* [Prompt] Look through the entries that follow and return each line that has the string "LogFormat".

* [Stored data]
//! claw-scraper - Clawbernetes inference metrics scraper
//!
//! Discovers model-serving pods in each configured cluster, scrapes their
//! metrics together with node GPU telemetry, and writes per-pod and per-pool
//! rows to ClickHouse.

use std::path::{Path, PathBuf};
use std::sync::Arc;

use anyhow::Context;
use clap::{Parser, Subcommand, ValueEnum};
use claw_scraper::{
    ClickHouseSink, HttpFetcher, InMemoryPoolDirectory, KubeCluster, MemorySink, MetricsScraper,
    PoolSync, ScraperConfig, SinkBackend, StaticClusterRegistry,
};
use tokio::sync::watch;
use tracing::{error, info};
use tracing_subscriber::{fmt, prelude::*, EnvFilter};

#[derive(Parser)]
#[command(name = "claw-scraper")]
#[command(about = "Clawbernetes inference metrics scraper")]
#[command(version)]
struct Cli {
    /// Log output format
    #[arg(long, global = true, value_enum, default_value_t = LogFormat::Text)]
    log_format: LogFormat,

    #[command(subcommand)]
    command: Commands,
}

#[derive(Clone, Copy, Debug, PartialEq, Eq, ValueEnum)]
enum LogFormat {
    Text,
    Json,
}

#[derive(Subcommand)]
enum Commands {
    /// Run the scraper
    Run {
        /// Path to config file
        #[arg(short, long, default_value = "/etc/claw-scraper/config.toml")]
        config: PathBuf,

        /// Keep rows in memory instead of writing to the sink
        #[arg(long)]
        dry_run: bool,
    },

    /// Validate a config file and print a summary
    CheckConfig {
        /// Path to config file
        #[arg(short, long, default_value = "/etc/claw-scraper/config.toml")]
        config: PathBuf,
    },

    /// Generate a sample config file
    InitConfig {
        /// Path to write config
        #[arg(short, long, default_value = "/etc/claw-scraper/config.toml")]
        output: PathBuf,

        /// Overwrite an existing file
        #[arg(long)]
        force: bool,
    },
}

#[tokio::main]
async fn main() -> anyhow::Result<()> {
    let cli = Cli::parse();

    let filter = EnvFilter::from_default_env().add_directive("claw_scraper=info".parse()?);
    match cli.log_format {
        LogFormat::Text => tracing_subscriber::registry()
            .with(fmt::layer())
            .with(filter)
            .init(),
        LogFormat::Json => tracing_subscriber::registry()
            .with(fmt::layer().json())
            .with(filter)
            .init(),
    }

    match cli.command {
        Commands::Run { config, dry_run } => run_scraper(&config, dry_run).await?,
        Commands::CheckConfig { config } => check_config(&config)?,
        Commands::InitConfig { output, force } => init_config(&output, force)?,
    }

    Ok(())
}

async fn run_scraper(config_path: &Path, dry_run: bool) -> anyhow::Result<()> {
    info!(config = %config_path.display(), dry_run, "starting claw-scraper");

    let config = ScraperConfig::from_file(config_path)?;

    let mut clusters = Vec::with_capacity(config.clusters.len());
    for cluster in &config.clusters {
        clusters.push(KubeCluster::connect(cluster, &config.sync.inference_stack).await?);
    }
    info!(clusters = clusters.len(), pools = config.pools.len(), "loaded config");

    let sink = if dry_run {
        SinkBackend::Memory(MemorySink::new())
    } else {
        let sink_config = config
            .sink
            .as_ref()
            .context("[sink] section is required unless --dry-run is set")?;
        SinkBackend::ClickHouse(ClickHouseSink::from_config(sink_config)?)
    };

    let settings = config.scrape_settings();
    let pools = Arc::new(InMemoryPoolDirectory::with_pools(config.pools.clone()));
    let registry = Arc::new(StaticClusterRegistry::new(clusters));
    let fetcher = Arc::new(HttpFetcher::new(settings.pod_timeout)?);
    let sink = Arc::new(sink);

    let scraper = MetricsScraper::new(
        Arc::clone(&pools),
        Arc::clone(&registry),
        fetcher,
        Arc::clone(&sink),
        settings,
    )?;
    let sync = config
        .sync
        .enabled
        .then(|| PoolSync::new(Arc::clone(&registry), Arc::clone(&pools), config.sync_settings()));

    let (shutdown_tx, shutdown_rx) = watch::channel(false);
    tokio::spawn(async move {
        match tokio::signal::ctrl_c().await {
            Ok(()) => info!("shutdown requested"),
            Err(e) => error!(error = %e, "failed to listen for shutdown signal"),
        }
        let _ = shutdown_tx.send(true);
    });

    let sync_rx = shutdown_rx.clone();
    tokio::join!(scraper.run(shutdown_rx), async {
        if let Some(sync) = &sync {
            sync.run(sync_rx).await;
        }
    });

    if let SinkBackend::Memory(memory) = sink.as_ref() {
        info!(
            pod_rows = memory.pod_rows().len(),
            rollups = memory.rollups().len(),
            "dry run finished"
        );
    }

    Ok(())
}

fn check_config(config_path: &Path) -> anyhow::Result<()> {
    let config = ScraperConfig::from_file(config_path)?;

    println!("Config OK: {}", config_path.display());
    println!("  interval:       {}s", config.interval_secs);
    println!("  staleness:      {}s", config.staleness_secs);
    println!("  pod timeout:    {}s", config.pod_timeout_secs);
    println!("  concurrency:    {}", config.max_concurrent_pod_scrapes);
    println!(
        "  pool sync:      {}",
        if config.sync.enabled {
            format!("every {}s", config.sync.interval_secs)
        } else {
            "disabled".to_string()
        }
    );
    match &config.sink {
        Some(sink) => println!("  sink:           {} (db {})", sink.url, sink.database),
        None => println!("  sink:           none (dry run only)"),
    }
    for cluster in &config.clusters {
        println!("  cluster:        {} -> {}", cluster.name, cluster.source());
    }
    for pool in &config.pools {
        println!("  pool:           {}/{}", pool.effective_namespace(), pool.name);
    }

    Ok(())
}

fn init_config(output: &Path, force: bool) -> anyhow::Result<()> {
    if output.exists() && !force {
        anyhow::bail!("{} already exists (use --force to overwrite)", output.display());
    }
    if let Some(parent) = output.parent().filter(|p| !p.as_os_str().is_empty()) {
        std::fs::create_dir_all(parent)
            .with_context(|| format!("failed to create {}", parent.display()))?;
    }

    let content = ScraperConfig::sample().to_toml()?;
    std::fs::write(output, content)
        .with_context(|| format!("failed to write {}", output.display()))?;

    println!("Config written to {}", output.display());
    println!();
    println!("Edit the clusters and sink sections, then run:");
    println!("  claw-scraper run --config {}", output.display());

    Ok(())
}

* [Exercise answer]
    #[arg(long, global = true, value_enum, default_value_t = LogFormat::Text)]
    log_format: LogFormat,
enum LogFormat {
        LogFormat::Text => tracing_subscriber::registry()
        LogFormat::Json => tracing_subscriber::registry()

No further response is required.